We’ve returned to another period of market volatility. The media is preaching gloom and doom. It’s tempting to sell stocks to avoid further losses, promising yourself you’ll get back into the market “when it looks safer”. I urge you to stay calm, tune out the screaming headlines, and take advice from investors with real wisdom. Below are quotations from four investors who know quite a bit about the subject.

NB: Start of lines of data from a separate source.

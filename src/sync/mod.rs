//! # 内核同步原语模块（sync）
//!
//! ## Overview
//! 本模块是所有阻塞式同步原语的统一入口：
//! - `semaphore`：计数型信号量
//! - `lock`：带持有者记录的互斥锁
//! - `condvar`：条件变量
//! - `table`：按整数句柄管理上述对象的资源表
//! - `up`：单处理器环境下的内部可变性与中断屏蔽封装
//!
//! ## Assumptions
//! - 系统运行在单处理器环境
//! - 所有同步原语都依赖 `UPIntrFreeCell` 提供的屏蔽中断互斥语义
//!
//! ## Invariants
//! - 内部状态仅能通过受控接口访问
//! - 睡眠之前必须已经归还 `UPIntrFreeCell` 的借用
//! - 睡眠的唯一位置是 `Semaphore::down`、`Lock::acquire` 与 `Condvar::wait`

mod condvar;
mod lock;
mod semaphore;
mod table;
mod up;

pub use condvar::Condvar;
pub use lock::Lock;
pub use semaphore::Semaphore;
pub use table::SyncTable;
pub use up::{UPIntrFreeCell, UPIntrRefMut};

use alloc::string::String;

use crate::error::SyncResult;

/// 复制一份诊断用名字，内存不足时返回错误而不是中止
fn dup_name(name: &str) -> SyncResult<String> {
    let mut dup = String::new();
    dup.try_reserve_exact(name.len())?;
    dup.push_str(name);
    Ok(dup)
}
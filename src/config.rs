//! 编译期配置

use log::LevelFilter;

/// 条件变量创建时为等待队列预留的槽位数
pub const CONDVAR_QUEUE_INIT_CAPACITY: usize = 1;

/// `SyncTable` 每类对象列表的初始容量
pub const TABLE_INIT_CAPACITY: usize = 4;

/// 将 `LOG` 环境变量的取值解析为日志级别
///
/// ## Behavior
/// - 识别 `error` / `warn` / `info` / `debug` / `trace`
/// - 未设置或无法识别时关闭日志
pub fn log_level(env: Option<&str>) -> LevelFilter {
    match env {
        Some("error") => LevelFilter::Error,
        Some("warn") => LevelFilter::Warn,
        Some("info") => LevelFilter::Info,
        Some("debug") => LevelFilter::Debug,
        Some("trace") => LevelFilter::Trace,
        _ => LevelFilter::Off,
    }
}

“The time of maximum pessimism is the best time to buy, and the time of maximum optimism is the best time to sell.” — Sir John Templeton
“We simply attempt to be fearful when others are greedy and to be greedy only when others are fearful.” — Warren Buffet
“I’ve found that when the market’s going down and you buy funds wisely, at some point in the future you will be happy. You won’t get there by reading ‘Now is the time to buy.'” — Peter Lynch
“Most of the time common stocks are subject to irrational and excessive price fluctuations in both directions as the consequence of the ingrained tendency of most people to speculate or gamble … to give way to hope, fear and greed.” – Benjamin Graham
Unfortunately, most of us react too quickly when news turns bad, and our tendency is to sell. Selling low — together with its “cousin”, buying high — explains why, over the past 20 years, the average mutual fund investor has under-performed the US market by 4% annually. Staying the course is hard; few investors can do it. Over the long-term, those who can, like the four sages quoted above, will do quite well.